Your answer is to be every line of the material that includes the string "FnMut".

********************

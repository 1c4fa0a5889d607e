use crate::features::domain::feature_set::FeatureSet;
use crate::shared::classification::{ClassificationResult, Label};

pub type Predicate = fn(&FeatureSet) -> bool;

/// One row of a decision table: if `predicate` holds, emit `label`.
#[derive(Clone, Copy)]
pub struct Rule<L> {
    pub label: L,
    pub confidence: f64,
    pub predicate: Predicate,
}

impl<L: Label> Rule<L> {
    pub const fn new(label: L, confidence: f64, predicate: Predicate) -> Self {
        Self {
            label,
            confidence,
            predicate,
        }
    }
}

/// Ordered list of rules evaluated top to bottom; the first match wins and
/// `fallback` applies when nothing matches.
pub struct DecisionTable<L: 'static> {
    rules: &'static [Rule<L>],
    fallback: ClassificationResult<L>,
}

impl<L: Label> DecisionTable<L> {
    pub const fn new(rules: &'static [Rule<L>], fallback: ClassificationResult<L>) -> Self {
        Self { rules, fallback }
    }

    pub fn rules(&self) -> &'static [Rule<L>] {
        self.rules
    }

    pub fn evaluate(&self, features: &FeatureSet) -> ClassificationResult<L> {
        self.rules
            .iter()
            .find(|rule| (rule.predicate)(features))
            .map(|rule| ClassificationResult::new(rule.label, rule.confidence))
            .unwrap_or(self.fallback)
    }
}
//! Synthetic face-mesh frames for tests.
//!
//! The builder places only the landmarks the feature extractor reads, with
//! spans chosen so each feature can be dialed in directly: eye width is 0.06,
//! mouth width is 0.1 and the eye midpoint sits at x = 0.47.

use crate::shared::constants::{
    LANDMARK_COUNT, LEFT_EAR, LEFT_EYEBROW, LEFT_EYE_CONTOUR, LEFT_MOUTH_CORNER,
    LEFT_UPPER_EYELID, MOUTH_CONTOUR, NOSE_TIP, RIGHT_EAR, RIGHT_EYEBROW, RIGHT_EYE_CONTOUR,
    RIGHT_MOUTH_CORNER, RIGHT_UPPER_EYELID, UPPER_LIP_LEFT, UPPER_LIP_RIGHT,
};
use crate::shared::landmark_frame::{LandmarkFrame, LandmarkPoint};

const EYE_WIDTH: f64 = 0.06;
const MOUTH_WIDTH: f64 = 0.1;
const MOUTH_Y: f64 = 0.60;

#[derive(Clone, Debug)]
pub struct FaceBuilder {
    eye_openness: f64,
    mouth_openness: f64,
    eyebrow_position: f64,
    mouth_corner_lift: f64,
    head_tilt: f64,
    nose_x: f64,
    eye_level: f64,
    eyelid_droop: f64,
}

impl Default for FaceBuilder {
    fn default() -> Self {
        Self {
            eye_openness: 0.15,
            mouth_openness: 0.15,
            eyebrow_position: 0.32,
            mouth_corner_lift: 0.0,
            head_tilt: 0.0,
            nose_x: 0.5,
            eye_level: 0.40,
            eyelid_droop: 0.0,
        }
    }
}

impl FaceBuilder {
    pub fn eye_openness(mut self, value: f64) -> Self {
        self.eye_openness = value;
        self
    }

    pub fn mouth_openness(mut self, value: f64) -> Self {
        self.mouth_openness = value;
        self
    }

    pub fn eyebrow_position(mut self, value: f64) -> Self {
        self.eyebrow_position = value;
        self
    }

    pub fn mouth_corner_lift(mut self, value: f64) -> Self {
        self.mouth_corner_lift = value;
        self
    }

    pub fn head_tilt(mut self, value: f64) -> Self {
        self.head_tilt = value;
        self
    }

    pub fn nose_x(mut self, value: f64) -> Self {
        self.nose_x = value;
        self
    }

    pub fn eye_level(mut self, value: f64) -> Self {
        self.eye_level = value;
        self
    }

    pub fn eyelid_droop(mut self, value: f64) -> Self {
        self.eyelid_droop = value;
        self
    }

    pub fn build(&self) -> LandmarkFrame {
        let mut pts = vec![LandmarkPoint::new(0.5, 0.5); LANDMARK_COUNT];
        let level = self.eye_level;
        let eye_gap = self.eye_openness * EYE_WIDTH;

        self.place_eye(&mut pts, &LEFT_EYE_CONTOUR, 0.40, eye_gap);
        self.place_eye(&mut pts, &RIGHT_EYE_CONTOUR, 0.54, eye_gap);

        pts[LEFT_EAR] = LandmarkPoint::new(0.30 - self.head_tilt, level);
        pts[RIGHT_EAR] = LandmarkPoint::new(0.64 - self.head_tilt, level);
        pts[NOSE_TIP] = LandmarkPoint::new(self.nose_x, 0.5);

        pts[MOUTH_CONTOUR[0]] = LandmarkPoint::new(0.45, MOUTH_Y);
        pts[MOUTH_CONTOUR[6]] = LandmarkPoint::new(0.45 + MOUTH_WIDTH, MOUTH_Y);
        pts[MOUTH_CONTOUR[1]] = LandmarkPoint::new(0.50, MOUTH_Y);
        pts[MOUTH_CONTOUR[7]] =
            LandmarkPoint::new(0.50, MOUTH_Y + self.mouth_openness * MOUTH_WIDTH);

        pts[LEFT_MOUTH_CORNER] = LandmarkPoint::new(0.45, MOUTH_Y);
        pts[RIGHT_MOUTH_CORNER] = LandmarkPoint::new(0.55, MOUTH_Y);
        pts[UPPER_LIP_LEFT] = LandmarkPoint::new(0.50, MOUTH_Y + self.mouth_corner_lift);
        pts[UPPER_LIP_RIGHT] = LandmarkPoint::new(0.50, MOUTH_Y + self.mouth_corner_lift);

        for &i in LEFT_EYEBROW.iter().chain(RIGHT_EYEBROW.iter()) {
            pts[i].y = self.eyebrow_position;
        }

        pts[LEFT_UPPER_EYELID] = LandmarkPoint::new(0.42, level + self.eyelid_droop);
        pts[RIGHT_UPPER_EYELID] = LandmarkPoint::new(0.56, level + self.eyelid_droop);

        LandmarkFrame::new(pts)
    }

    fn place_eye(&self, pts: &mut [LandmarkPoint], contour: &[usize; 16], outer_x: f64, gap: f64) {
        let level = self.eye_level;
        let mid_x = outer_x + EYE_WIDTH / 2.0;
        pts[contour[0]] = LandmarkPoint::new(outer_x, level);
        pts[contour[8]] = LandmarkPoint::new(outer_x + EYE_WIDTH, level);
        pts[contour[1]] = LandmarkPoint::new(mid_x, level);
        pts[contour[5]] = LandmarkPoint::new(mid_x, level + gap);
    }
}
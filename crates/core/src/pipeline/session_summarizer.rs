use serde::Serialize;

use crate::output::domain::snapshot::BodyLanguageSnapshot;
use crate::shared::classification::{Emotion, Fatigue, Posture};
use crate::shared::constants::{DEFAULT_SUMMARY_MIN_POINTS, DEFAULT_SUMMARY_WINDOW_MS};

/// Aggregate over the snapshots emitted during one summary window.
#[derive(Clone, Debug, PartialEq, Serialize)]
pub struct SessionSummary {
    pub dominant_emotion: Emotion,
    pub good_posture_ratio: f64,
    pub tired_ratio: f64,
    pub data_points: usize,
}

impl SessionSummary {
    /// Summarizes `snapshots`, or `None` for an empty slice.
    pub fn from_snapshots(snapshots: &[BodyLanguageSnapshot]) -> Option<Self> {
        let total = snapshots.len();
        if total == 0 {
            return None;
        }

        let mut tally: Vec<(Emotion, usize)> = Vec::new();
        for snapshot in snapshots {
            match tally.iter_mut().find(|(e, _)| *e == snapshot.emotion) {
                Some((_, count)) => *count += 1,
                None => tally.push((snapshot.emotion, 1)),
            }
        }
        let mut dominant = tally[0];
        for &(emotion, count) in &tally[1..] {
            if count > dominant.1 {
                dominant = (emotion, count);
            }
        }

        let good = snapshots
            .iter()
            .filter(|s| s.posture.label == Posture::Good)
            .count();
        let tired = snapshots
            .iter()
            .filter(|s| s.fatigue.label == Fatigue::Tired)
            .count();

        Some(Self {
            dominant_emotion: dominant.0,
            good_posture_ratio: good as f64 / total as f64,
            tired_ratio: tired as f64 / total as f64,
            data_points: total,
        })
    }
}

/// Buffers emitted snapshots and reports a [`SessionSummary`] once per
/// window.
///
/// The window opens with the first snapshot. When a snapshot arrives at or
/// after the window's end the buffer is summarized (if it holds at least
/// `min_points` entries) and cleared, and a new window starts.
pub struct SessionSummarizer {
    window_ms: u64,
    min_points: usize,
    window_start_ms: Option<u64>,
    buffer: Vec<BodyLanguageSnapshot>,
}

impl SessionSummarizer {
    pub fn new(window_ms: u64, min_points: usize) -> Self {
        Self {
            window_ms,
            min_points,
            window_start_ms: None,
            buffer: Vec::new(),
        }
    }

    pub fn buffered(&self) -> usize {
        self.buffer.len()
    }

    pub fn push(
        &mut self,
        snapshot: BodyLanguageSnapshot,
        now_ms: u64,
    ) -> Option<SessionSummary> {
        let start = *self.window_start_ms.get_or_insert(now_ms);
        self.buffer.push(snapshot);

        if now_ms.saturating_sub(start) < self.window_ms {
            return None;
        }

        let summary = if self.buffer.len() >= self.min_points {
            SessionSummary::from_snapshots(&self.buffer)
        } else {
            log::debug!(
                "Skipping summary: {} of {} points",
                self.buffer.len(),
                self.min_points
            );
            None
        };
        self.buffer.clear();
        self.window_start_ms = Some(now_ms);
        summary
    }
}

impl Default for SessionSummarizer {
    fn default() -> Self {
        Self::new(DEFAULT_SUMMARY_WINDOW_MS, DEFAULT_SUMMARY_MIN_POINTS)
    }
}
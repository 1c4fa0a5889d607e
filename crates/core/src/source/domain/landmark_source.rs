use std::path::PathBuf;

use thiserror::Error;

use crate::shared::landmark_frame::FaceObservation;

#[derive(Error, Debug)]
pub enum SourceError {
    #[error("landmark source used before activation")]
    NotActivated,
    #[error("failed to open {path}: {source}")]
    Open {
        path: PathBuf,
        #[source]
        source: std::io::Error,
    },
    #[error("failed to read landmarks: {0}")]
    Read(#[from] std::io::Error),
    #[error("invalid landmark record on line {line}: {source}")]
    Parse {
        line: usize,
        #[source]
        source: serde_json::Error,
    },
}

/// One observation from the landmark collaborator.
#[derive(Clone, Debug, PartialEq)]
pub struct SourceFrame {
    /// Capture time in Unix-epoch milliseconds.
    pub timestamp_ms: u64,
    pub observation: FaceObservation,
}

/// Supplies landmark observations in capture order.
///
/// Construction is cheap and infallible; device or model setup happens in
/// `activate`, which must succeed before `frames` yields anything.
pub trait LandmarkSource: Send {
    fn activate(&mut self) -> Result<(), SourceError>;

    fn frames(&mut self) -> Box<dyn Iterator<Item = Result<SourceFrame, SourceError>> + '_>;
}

********************

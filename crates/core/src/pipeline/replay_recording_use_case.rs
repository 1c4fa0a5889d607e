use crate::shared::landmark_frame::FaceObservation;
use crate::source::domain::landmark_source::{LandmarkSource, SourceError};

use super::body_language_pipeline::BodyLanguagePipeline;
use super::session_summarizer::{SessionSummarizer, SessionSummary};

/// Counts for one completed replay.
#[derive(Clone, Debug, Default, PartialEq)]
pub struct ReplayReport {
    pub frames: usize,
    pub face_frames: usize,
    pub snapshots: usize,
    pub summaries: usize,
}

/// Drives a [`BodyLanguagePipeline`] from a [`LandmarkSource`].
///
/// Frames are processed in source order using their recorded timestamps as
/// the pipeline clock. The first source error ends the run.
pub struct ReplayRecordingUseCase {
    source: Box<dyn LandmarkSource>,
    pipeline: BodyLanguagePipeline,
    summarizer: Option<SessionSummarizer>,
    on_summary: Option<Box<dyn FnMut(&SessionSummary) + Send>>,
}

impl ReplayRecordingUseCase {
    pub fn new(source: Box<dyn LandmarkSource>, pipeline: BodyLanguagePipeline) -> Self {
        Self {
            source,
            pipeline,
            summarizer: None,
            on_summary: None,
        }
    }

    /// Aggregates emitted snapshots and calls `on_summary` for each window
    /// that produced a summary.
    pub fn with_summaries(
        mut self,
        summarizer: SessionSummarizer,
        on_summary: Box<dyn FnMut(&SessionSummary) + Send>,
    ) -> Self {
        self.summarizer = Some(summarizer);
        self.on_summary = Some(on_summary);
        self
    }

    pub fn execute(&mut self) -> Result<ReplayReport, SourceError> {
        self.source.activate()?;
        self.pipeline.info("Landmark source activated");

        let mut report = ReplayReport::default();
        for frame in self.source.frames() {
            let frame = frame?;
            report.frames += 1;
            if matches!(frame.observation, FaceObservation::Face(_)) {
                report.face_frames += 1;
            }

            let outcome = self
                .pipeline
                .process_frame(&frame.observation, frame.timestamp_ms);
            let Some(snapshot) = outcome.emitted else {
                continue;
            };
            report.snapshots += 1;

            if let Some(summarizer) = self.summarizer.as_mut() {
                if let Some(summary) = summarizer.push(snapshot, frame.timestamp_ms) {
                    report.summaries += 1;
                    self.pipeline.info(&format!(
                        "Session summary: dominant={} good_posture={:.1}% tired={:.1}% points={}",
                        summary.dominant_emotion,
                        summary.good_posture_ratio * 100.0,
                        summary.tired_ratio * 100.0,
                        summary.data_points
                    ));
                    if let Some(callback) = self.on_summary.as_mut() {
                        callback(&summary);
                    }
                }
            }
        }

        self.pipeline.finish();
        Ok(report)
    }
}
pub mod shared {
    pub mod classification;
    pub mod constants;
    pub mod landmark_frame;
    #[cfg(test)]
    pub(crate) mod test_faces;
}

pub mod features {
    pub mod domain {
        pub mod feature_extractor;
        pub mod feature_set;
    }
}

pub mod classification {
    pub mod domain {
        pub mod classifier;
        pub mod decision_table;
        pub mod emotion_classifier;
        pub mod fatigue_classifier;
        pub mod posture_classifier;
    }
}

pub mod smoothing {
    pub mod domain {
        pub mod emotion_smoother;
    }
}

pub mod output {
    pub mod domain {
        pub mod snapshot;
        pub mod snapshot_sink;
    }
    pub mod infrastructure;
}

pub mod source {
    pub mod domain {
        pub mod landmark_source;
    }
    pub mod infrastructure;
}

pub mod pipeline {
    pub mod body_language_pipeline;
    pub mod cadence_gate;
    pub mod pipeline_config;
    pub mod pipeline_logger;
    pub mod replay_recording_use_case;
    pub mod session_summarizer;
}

********************

**Written solution:**
    on_summary: Option<Box<dyn FnMut(&SessionSummary) + Send>>,
        on_summary: Box<dyn FnMut(&SessionSummary) + Send>,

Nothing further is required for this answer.